The use of immunohistochemistry to type endometrial adenocarcinoma showed that only one of the eight patients, a 44-year-old lady with a previous family history of endometrial and breast cancer in her mother and sister had a type I profile. The association of Lynch syndrome appeared probable in this case,25 however further tests to assess for microsatellite instability and epigenetic alterations are unavailable. The patient and family members need appropriate surveillance measures due to the increased risk of developing other cancers such as cancer of the colon and ovary. Although a previous study has shown Lynch-syndrome associated endometrial carcinoma presenting in women older than 50-years who later developed a second cancer within a median time of 11 years.26 The four patients with type II immunophenotype had an age range of 57 to 76 years and had moderately differentiated to poorly differentiated adenocarcinomas. The type II cases are usually associated with high grade tumours as seen in the 61-year-old woman with diffuse nuclear atypia and a greater than 50% solid growth in this study.27 It thus appears from this study that we have more type II tumours based on immunohistochemistry, and thesare usually high-grade neoplasms with worse prognosis.27

As a previous study has shown that as many as 70% of endometrial carcinoma do not adhere strictly to the anticipated patterns of IHC stainings,16 our study only reported three equivocal cases (less than 40%) whose staining patterns did not fall into any of the two classes of endometrial cancer.
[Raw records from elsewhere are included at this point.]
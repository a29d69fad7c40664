//! Contact form state and submission handling.
//!
//! Nothing here talks to a backend: submitting shows a fixed notice and
//! clears the form.

use std::{fmt, sync::LazyLock};

use regex::Regex;
use thiserror::Error;

// Same shape the browser applies to `<input type="email">`.
static EMAIL_SHAPE: LazyLock<Regex> = LazyLock::new(|| {
    Regex::new(
        r#"^[a-zA-Z0-9.!#$%&'*+/=?^_`{|}~-]+@[a-zA-Z0-9](?:[a-zA-Z0-9-]{0,61}[a-zA-Z0-9])?(?:\.[a-zA-Z0-9](?:[a-zA-Z0-9-]{0,61}[a-zA-Z0-9])?)*$"#,
    )
    .expect("email pattern should compile")
});

pub const SENT_TITLE: &str = "Message sent!";
pub const SENT_DESCRIPTION: &str = "Thank you for your message. I'll get back to you soon!";

#[derive(Debug, Clone, Copy, PartialEq, Eq)]
pub enum Field {
    Name,
    Email,
    Message,
}

impl Field {
    pub const ALL: [Field; 3] = [Field::Name, Field::Email, Field::Message];

    /// Value of the input's `name` attribute.
    pub fn as_str(self) -> &'static str {
        match self {
            Field::Name => "name",
            Field::Email => "email",
            Field::Message => "message",
        }
    }

    pub fn placeholder(self) -> &'static str {
        match self {
            Field::Name => "Your Name",
            Field::Email => "Your Email",
            Field::Message => "Your Message",
        }
    }
}

impl fmt::Display for Field {
    fn fmt(&self, f: &mut fmt::Formatter<'_>) -> fmt::Result {
        f.write_str(self.as_str())
    }
}

#[derive(Debug, Clone, Default, PartialEq, Eq)]
pub struct FormState {
    pub name: String,
    pub email: String,
    pub message: String,
}

#[derive(Debug, Clone, PartialEq, Eq)]
pub enum Action {
    FieldChanged { field: Field, value: String },
    Submitted,
}

#[derive(Error, Debug, Clone, PartialEq, Eq)]
pub enum FormError {
    #[error("{0} is required")]
    Missing(Field),
    #[error("'{0}' is not an email address")]
    InvalidEmail(String),
}

impl FormState {
    pub fn get(&self, field: Field) -> &str {
        match field {
            Field::Name => &self.name,
            Field::Email => &self.email,
            Field::Message => &self.message,
        }
    }

    pub fn reduce(self, action: Action) -> Self {
        match action {
            Action::FieldChanged { field, value } => match field {
                Field::Name => Self { name: value, ..self },
                Field::Email => Self {
                    email: value,
                    ..self
                },
                Field::Message => Self {
                    message: value,
                    ..self
                },
            },
            Action::Submitted => Self::default(),
        }
    }

    /// Checks what the form's `required` and `type="email"` attributes
    /// enforce in the browser.
    pub fn validate(&self) -> Result<(), FormError> {
        for field in Field::ALL {
            if self.get(field).is_empty() {
                return Err(FormError::Missing(field));
            }
        }
        if !is_email_shaped(self.email.trim()) {
            return Err(FormError::InvalidEmail(self.email.clone()));
        }
        Ok(())
    }
}

pub fn is_email_shaped(s: &str) -> bool {
    EMAIL_SHAPE.is_match(s)
}

/// A transient message shown to the user.
#[derive(Debug, Clone, PartialEq, Eq)]
pub struct Notice {
    pub title: String,
    pub description: String,
}

impl Notice {
    pub fn message_sent() -> Self {
        Self {
            title: SENT_TITLE.to_string(),
            description: SENT_DESCRIPTION.to_string(),
        }
    }
}

pub trait Notify {
    fn notify(&mut self, notice: Notice);
}

impl Notify for Vec<Notice> {
    fn notify(&mut self, notice: Notice) {
        self.push(notice);
    }
}

#[derive(Debug, Clone)]
pub struct ContactFormController<N> {
    state: FormState,
    notifier: N,
}

impl<N: Notify> ContactFormController<N> {
    pub fn new(notifier: N) -> Self {
        Self {
            state: FormState::default(),
            notifier,
        }
    }

    pub fn state(&self) -> &FormState {
        &self.state
    }

    pub fn notifier(&self) -> &N {
        &self.notifier
    }

    pub fn dispatch(&mut self, action: Action) {
        if action == Action::Submitted {
            self.notifier.notify(Notice::message_sent());
        }
        let state = std::mem::take(&mut self.state);
        self.state = state.reduce(action);
    }

    pub fn update_field(&mut self, field: Field, value: String) {
        self.dispatch(Action::FieldChanged { field, value });
    }

    /// Notify and clear. Does not look at the field contents.
    pub fn submit(&mut self) {
        log::debug!("contact form submitted");
        self.dispatch(Action::Submitted);
    }

    /// Submit only if the form passes the same checks the browser applies.
    /// On error the state is left as it was and nothing is shown.
    pub fn submit_checked(&mut self) -> Result<(), FormError> {
        self.state.validate()?;
        self.submit();
        Ok(())
    }
}

#[cfg(test)]
mod tests {
    use super::*;
    use pretty_assertions::assert_eq;

    fn controller() -> ContactFormController<Vec<Notice>> {
        ContactFormController::new(Vec::new())
    }

    fn filled(name: &str, email: &str, message: &str) -> ContactFormController<Vec<Notice>> {
        let mut c = controller();
        c.update_field(Field::Name, name.to_string());
        c.update_field(Field::Email, email.to_string());
        c.update_field(Field::Message, message.to_string());
        c
    }

    #[test]
    fn test_starts_empty() {
        let c = controller();
        assert_eq!(c.state(), &FormState::default());
        for field in Field::ALL {
            assert_eq!(c.state().get(field), "");
        }
        assert!(c.notifier().is_empty());
    }

    #[test]
    fn test_field_isolation() {
        let writes = [
            (Field::Name, "Ada"),
            (Field::Message, "first"),
            (Field::Email, "ada@example.com"),
            (Field::Name, ""),
            (Field::Message, "second line\nwith newline"),
            (Field::Name, "Ada Lovelace"),
            (Field::Email, "not an email"),
        ];
        let mut c = controller();
        for (i, (field, value)) in writes.iter().enumerate() {
            let before = c.state().clone();
            c.update_field(*field, value.to_string());
            assert_eq!(c.state().get(*field), *value, "write {i}");
            for other in Field::ALL.into_iter().filter(|f| f != field) {
                assert_eq!(c.state().get(other), before.get(other), "write {i}");
            }
        }
        assert_eq!(
            c.state(),
            &FormState {
                name: "Ada Lovelace".to_string(),
                email: "not an email".to_string(),
                message: "second line\nwith newline".to_string(),
            }
        );
        assert!(c.notifier().is_empty());
    }

    #[test]
    fn test_last_write_wins() {
        let mut c = controller();
        c.update_field(Field::Name, "Bob".to_string());
        c.update_field(Field::Name, "Bobby".to_string());
        assert_eq!(c.state().name, "Bobby");
        assert_eq!(c.state().email, "");
        assert_eq!(c.state().message, "");
    }

    #[test]
    fn test_submit_resets_and_notifies() {
        let mut c = filled("Ada", "ada@example.com", "Hello");
        c.submit_checked().expect("form should be valid");
        assert_eq!(c.state(), &FormState::default());
        assert_eq!(c.notifier().len(), 1);
        assert_eq!(c.notifier()[0].title, "Message sent!");
        assert_eq!(
            c.notifier()[0].description,
            "Thank you for your message. I'll get back to you soon!"
        );
    }

    #[test]
    fn test_submit_twice() {
        let mut c = filled("Ada", "ada@example.com", "Hello");
        c.submit();
        c.submit();
        assert_eq!(c.state(), &FormState::default());
        assert_eq!(c.notifier(), &vec![Notice::message_sent(), Notice::message_sent()]);
    }

    #[test]
    fn test_submit_blocked_without_message() {
        let mut c = filled("Ada", "ada@example.com", "");
        let before = c.state().clone();
        assert_eq!(c.submit_checked(), Err(FormError::Missing(Field::Message)));
        assert_eq!(c.state(), &before);
        assert!(c.notifier().is_empty());
    }

    #[test]
    fn test_submit_blocked_on_bad_email() {
        let mut c = filled("Ada", "ada.example.com", "Hello");
        assert_eq!(
            c.submit_checked(),
            Err(FormError::InvalidEmail("ada.example.com".to_string()))
        );
        assert_eq!(c.state().email, "ada.example.com");
        assert!(c.notifier().is_empty());
    }

    #[test]
    fn test_validate_order() {
        assert_eq!(
            FormState::default().validate(),
            Err(FormError::Missing(Field::Name))
        );
        let state = FormState::default().reduce(Action::FieldChanged {
            field: Field::Name,
            value: "Ada".to_string(),
        });
        assert_eq!(state.validate(), Err(FormError::Missing(Field::Email)));
        assert_eq!(
            FormError::Missing(Field::Email).to_string(),
            "email is required"
        );
    }

    #[test]
    fn test_reduce_submitted_from_any_state() {
        let states = [
            FormState::default(),
            FormState {
                name: "x".to_string(),
                email: String::new(),
                message: "y".to_string(),
            },
        ];
        for state in states {
            assert_eq!(state.reduce(Action::Submitted), FormState::default());
        }
    }

    #[test]
    fn test_email_shape() {
        for ok in ["ada@example.com", "a@b", "first.last+tag@sub.example.co.uk"] {
            assert!(is_email_shaped(ok), "{ok}");
        }
        for bad in ["ada", "@x.com", "a@-x.com", "a b@x.com", "a@x.com-", ""] {
            assert!(!is_email_shaped(bad), "{bad}");
        }
    }

    #[test]
    fn test_email_surrounding_whitespace_allowed() {
        let mut c = filled("Ada", "  ada@example.com ", "Hello");
        assert_eq!(c.submit_checked(), Ok(()));
    }
}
The classification of endometrial carcinoma into type I and type II though helpful is rigid and some tumours are grouped into the same category but have different clinical, immunohistochemical and molecular features.28 There is a need, therefore, to always emphasize that the diagnosis of endometrial carcinoma is largely morphologic as IHC use has lots of overlaps in this entity. It is therefore pertinent to hold morphologic diagnosis as the gold standard while IHC can serve as adjuncts. However, a major limitation of this study is the very few endometrial cancer cases analyzed, perhaps a more robust multi-center study with larger sample size if done in the nearest future, might reveal a change in the distribution of endometrial cancer cases.

Conclusion

Endometrial carcinomas in Nigerian women are more likely to be type II carcinomas. A reasonable proportion of cases in this population are equivocal requiring further categorization with molecular studies. Even though, the use of immunohistochemistry helps to provide accurate diagnosis in endometrial carcinomas which will thus aid the in prognostication and choice of therapy, our study suggests that there may be no need for such expensive studies in our environment as histological grade corresponds well with the immunohistochemistry typing as we have also seen in most resource-poor settings. Thus, immunohistochemistry should only be reserved for cases with ambiguous or discordant histological diagnosis.